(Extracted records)

--- --- ---

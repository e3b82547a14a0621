//! Tick Keys
//!
//! Time values arrive as `f64` seconds from several datasets that were not
//! produced in lock-step. Two keys are derived from them:
//!
//! - [`Tick`]: the exact time, totally ordered so it can key a `BTreeMap`.
//!   Used for per-tick grouping and the exact inner join between triggers.
//! - [`RoundedTime`]: the time scaled by `10^precision` and rounded half to
//!   even into an `i64`. Used wherever cross-source matching is needed, so
//!   `12.30000001` and `12.3` compare equal as integers.

use serde::{Deserialize, Serialize};
use std::cmp::Ordering;
use std::fmt;

/// Largest supported rounding precision (decimal places).
pub const MAX_PRECISION: u32 = 9;

/// An exact time value with a total order.
///
/// `-0.0` is normalised to `0.0` so both spellings land on the same key.
#[derive(Debug, Clone, Copy, Serialize, Deserialize)]
#[serde(transparent)]
pub struct Tick(f64);

impl Tick {
    /// Wrap a raw time value.
    #[inline]
    pub fn new(seconds: f64) -> Self {
        // -0.0 + 0.0 == +0.0
        Self(seconds + 0.0)
    }

    /// Raw seconds.
    #[inline]
    pub const fn seconds(&self) -> f64 {
        self.0
    }

    /// Round to a fixed number of decimal places.
    ///
    /// Returns `None` for non-finite times, which can never match anything.
    #[inline]
    pub fn rounded(&self, precision: u32) -> Option<RoundedTime> {
        RoundedTime::from_seconds(self.0, precision)
    }
}

impl PartialEq for Tick {
    fn eq(&self, other: &Self) -> bool {
        self.cmp(other) == Ordering::Equal
    }
}

impl Eq for Tick {}

impl PartialOrd for Tick {
    fn partial_cmp(&self, other: &Self) -> Option<Ordering> {
        Some(self.cmp(other))
    }
}

impl Ord for Tick {
    fn cmp(&self, other: &Self) -> Ordering {
        self.0.total_cmp(&other.0)
    }
}

impl From<f64> for Tick {
    fn from(seconds: f64) -> Self {
        Self::new(seconds)
    }
}

impl fmt::Display for Tick {
    fn fmt(&self, f: &mut fmt::Formatter<'_>) -> fmt::Result {
        write!(f, "{}", self.0)
    }
}

/// A time value rounded to a fixed number of decimal places.
#[derive(Debug, Clone, Copy, PartialEq, Eq, PartialOrd, Ord, Hash)]
pub struct RoundedTime {
    scaled: i64,
    precision: u32,
}

impl RoundedTime {
    /// Round `seconds` to `precision` decimal places (half to even).
    pub fn from_seconds(seconds: f64, precision: u32) -> Option<Self> {
        if !seconds.is_finite() {
            return None;
        }
        let precision = precision.min(MAX_PRECISION);
        let scaled = (seconds * scale(precision)).round_ties_even();
        if scaled < i64::MIN as f64 || scaled > i64::MAX as f64 {
            return None;
        }
        Some(Self {
            scaled: scaled as i64,
            precision,
        })
    }

    /// The rounded value back as seconds.
    #[inline]
    pub fn seconds(&self) -> f64 {
        self.scaled as f64 / scale(self.precision)
    }

    /// Integer representation (`seconds * 10^precision`).
    #[inline]
    pub const fn scaled(&self) -> i64 {
        self.scaled
    }

    /// Number of decimal places this key was rounded to.
    #[inline]
    pub const fn precision(&self) -> u32 {
        self.precision
    }
}

impl fmt::Display for RoundedTime {
    fn fmt(&self, f: &mut fmt::Formatter<'_>) -> fmt::Result {
        write!(f, "{:.*}", self.precision as usize, self.seconds())
    }
}

impl Serialize for RoundedTime {
    fn serialize<S>(&self, serializer: S) -> Result<S::Ok, S::Error>
    where
        S: serde::Serializer,
    {
        serializer.serialize_f64(self.seconds())
    }
}

#[inline]
fn scale(precision: u32) -> f64 {
    10f64.powi(precision as i32)
}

--- --- ---

**Exercise:** Write out again every entry above, exactly as given.

**Expected answer:**
repository e3b82547a14a0621
//! Tick Keys
//!
//! Time values arrive as `f64` seconds from several datasets that were not
//! produced in lock-step. Two keys are derived from them:
//!
//! - [`Tick`]: the exact time, totally ordered so it can key a `BTreeMap`.
//!   Used for per-tick grouping and the exact inner join between triggers.
//! - [`RoundedTime`]: the time scaled by `10^precision` and rounded half to
//!   even into an `i64`. Used wherever cross-source matching is needed, so
//!   `12.30000001` and `12.3` compare equal as integers.

use serde::{Deserialize, Serialize};
use std::cmp::Ordering;
use std::fmt;

/// Largest supported rounding precision (decimal places).
pub const MAX_PRECISION: u32 = 9;

/// An exact time value with a total order.
///
/// `-0.0` is normalised to `0.0` so both spellings land on the same key.
#[derive(Debug, Clone, Copy, Serialize, Deserialize)]
#[serde(transparent)]
pub struct Tick(f64);

impl Tick {
    /// Wrap a raw time value.
    #[inline]
    pub fn new(seconds: f64) -> Self {
        // -0.0 + 0.0 == +0.0
        Self(seconds + 0.0)
    }

    /// Raw seconds.
    #[inline]
    pub const fn seconds(&self) -> f64 {
        self.0
    }

    /// Round to a fixed number of decimal places.
    ///
    /// Returns `None` for non-finite times, which can never match anything.
    #[inline]
    pub fn rounded(&self, precision: u32) -> Option<RoundedTime> {
        RoundedTime::from_seconds(self.0, precision)
    }
}

impl PartialEq for Tick {
    fn eq(&self, other: &Self) -> bool {
        self.cmp(other) == Ordering::Equal
    }
}

impl Eq for Tick {}

impl PartialOrd for Tick {
    fn partial_cmp(&self, other: &Self) -> Option<Ordering> {
        Some(self.cmp(other))
    }
}

impl Ord for Tick {
    fn cmp(&self, other: &Self) -> Ordering {
        self.0.total_cmp(&other.0)
    }
}

impl From<f64> for Tick {
    fn from(seconds: f64) -> Self {
        Self::new(seconds)
    }
}

impl fmt::Display for Tick {
    fn fmt(&self, f: &mut fmt::Formatter<'_>) -> fmt::Result {
        write!(f, "{}", self.0)
    }
}

/// A time value rounded to a fixed number of decimal places.
#[derive(Debug, Clone, Copy, PartialEq, Eq, PartialOrd, Ord, Hash)]
pub struct RoundedTime {
    scaled: i64,
    precision: u32,
}

impl RoundedTime {
    /// Round `seconds` to `precision` decimal places (half to even).
    pub fn from_seconds(seconds: f64, precision: u32) -> Option<Self> {
        if !seconds.is_finite() {
            return None;
        }
        let precision = precision.min(MAX_PRECISION);
        let scaled = (seconds * scale(precision)).round_ties_even();
        if scaled < i64::MIN as f64 || scaled > i64::MAX as f64 {
            return None;
        }
        Some(Self {
            scaled: scaled as i64,
            precision,
        })
    }

    /// The rounded value back as seconds.
    #[inline]
    pub fn seconds(&self) -> f64 {
        self.scaled as f64 / scale(self.precision)
    }

    /// Integer representation (`seconds * 10^precision`).
    #[inline]
    pub const fn scaled(&self) -> i64 {
        self.scaled
    }

    /// Number of decimal places this key was rounded to.
    #[inline]
    pub const fn precision(&self) -> u32 {
        self.precision
    }
}

impl fmt::Display for RoundedTime {
    fn fmt(&self, f: &mut fmt::Formatter<'_>) -> fmt::Result {
        write!(f, "{:.*}", self.precision as usize, self.seconds())
    }
}

impl Serialize for RoundedTime {
    fn serialize<S>(&self, serializer: S) -> Result<S::Ok, S::Error>
    where
        S: serde::Serializer,
    {
        serializer.serialize_f64(self.seconds())
    }
}

#[inline]
fn scale(precision: u32) -> f64 {
    10f64.powi(precision as i32)
}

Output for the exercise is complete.